• What needs to be done: Each line in the entries below that holds the string "played" is to be listed.

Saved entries
= Beginning of Section =

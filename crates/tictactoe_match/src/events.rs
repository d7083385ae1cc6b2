//! Events pushed from the controller to the presentation adapter.

use crate::board::Mark;
use crate::player::Seat;
use serde::{Deserialize, Serialize};
use tokio::sync::mpsc;
use tracing::debug;

/// Outcome of a finished round.
///
/// A round still being played is [`Phase::AwaitingMove`](crate::Phase::AwaitingMove).
#[derive(Debug, Clone, Copy, PartialEq, Eq, Hash, Serialize, Deserialize)]
pub enum RoundOutcome {
    /// A mark completed a line.
    Won(Mark),
    /// The board filled up without a line.
    Tied,
}

impl RoundOutcome {
    /// Returns the winning mark if there is one.
    pub fn winner(&self) -> Option<Mark> {
        match self {
            RoundOutcome::Won(mark) => Some(*mark),
            RoundOutcome::Tied => None,
        }
    }
}

impl std::fmt::Display for RoundOutcome {
    fn fmt(&self, f: &mut std::fmt::Formatter<'_>) -> std::fmt::Result {
        match self {
            RoundOutcome::Won(mark) => write!(f, "{} wins", mark),
            RoundOutcome::Tied => write!(f, "Tie"),
        }
    }
}

/// Final result of a match.
///
/// A match only ends while the scores differ, so there is always a winner.
#[derive(Debug, Clone, PartialEq, Eq, Hash, Serialize, Deserialize)]
pub struct MatchResult {
    /// Seat of the winning player.
    pub winner: Seat,
    /// Display name of the winning player.
    pub name: String,
    /// Final score of seat A.
    pub score_a: u32,
    /// Final score of seat B.
    pub score_b: u32,
}

impl std::fmt::Display for MatchResult {
    fn fmt(&self, f: &mut std::fmt::Formatter<'_>) -> std::fmt::Result {
        write!(f, "{} WON ({}-{})", self.name, self.score_a, self.score_b)
    }
}

/// Something the adapter should render.
#[derive(Debug, Clone, PartialEq, Eq, Serialize, Deserialize)]
#[serde(tag = "event", rename_all = "snake_case")]
pub enum MatchEvent {
    /// A mark was placed.
    CellChanged {
        /// Board index.
        index: usize,
        /// Mark now in the cell.
        mark: Mark,
    },
    /// It is now `seat`'s move.
    TurnChanged {
        /// Side to move.
        seat: Seat,
    },
    /// The engine is holding the move lock for `seat`.
    AiThinking {
        /// Engine-controlled seat.
        seat: Seat,
    },
    /// A round reached a terminal board.
    RoundEnded {
        /// Win or tie.
        outcome: RoundOutcome,
        /// Number of the round that just finished.
        round: u32,
        /// True when this round decided the match; no next round follows.
        match_over: bool,
    },
    /// Cumulative scores after a round or a restart.
    ScoresChanged {
        /// Seat A's score.
        score_a: u32,
        /// Seat B's score.
        score_b: u32,
    },
    /// A round begins on an empty board.
    RoundStarted {
        /// Number of the round about to be played.
        round: u32,
        /// Seat opening the round.
        starter: Seat,
    },
    /// The match is decided.
    MatchEnded {
        /// Winner and final score.
        result: MatchResult,
    },
}

/// Receiver of controller events.
///
/// The controller owns its observer and calls it synchronously, in the
/// order state changes happen.
pub trait MatchObserver {
    /// Handles one event.
    fn notify(&mut self, event: MatchEvent);
}

/// Collects events in memory.
impl MatchObserver for Vec<MatchEvent> {
    fn notify(&mut self, event: MatchEvent) {
        self.push(event);
    }
}

/// Forwards events over a channel, as the terminal front end consumes them.
impl MatchObserver for mpsc::UnboundedSender<MatchEvent> {
    fn notify(&mut self, event: MatchEvent) {
        if let Err(e) = self.send(event) {
            debug!(event = ?e.0, "Event receiver dropped");
        }
    }
}

/// Discards every event.
#[derive(Debug, Clone, Copy, Default)]
pub struct NullObserver;

impl MatchObserver for NullObserver {
    fn notify(&mut self, _event: MatchEvent) {}
}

= End of Section =

• Finished exercise:
/// A round still being played is [`Phase::AwaitingMove`](crate::Phase::AwaitingMove).
        /// Number of the round about to be played.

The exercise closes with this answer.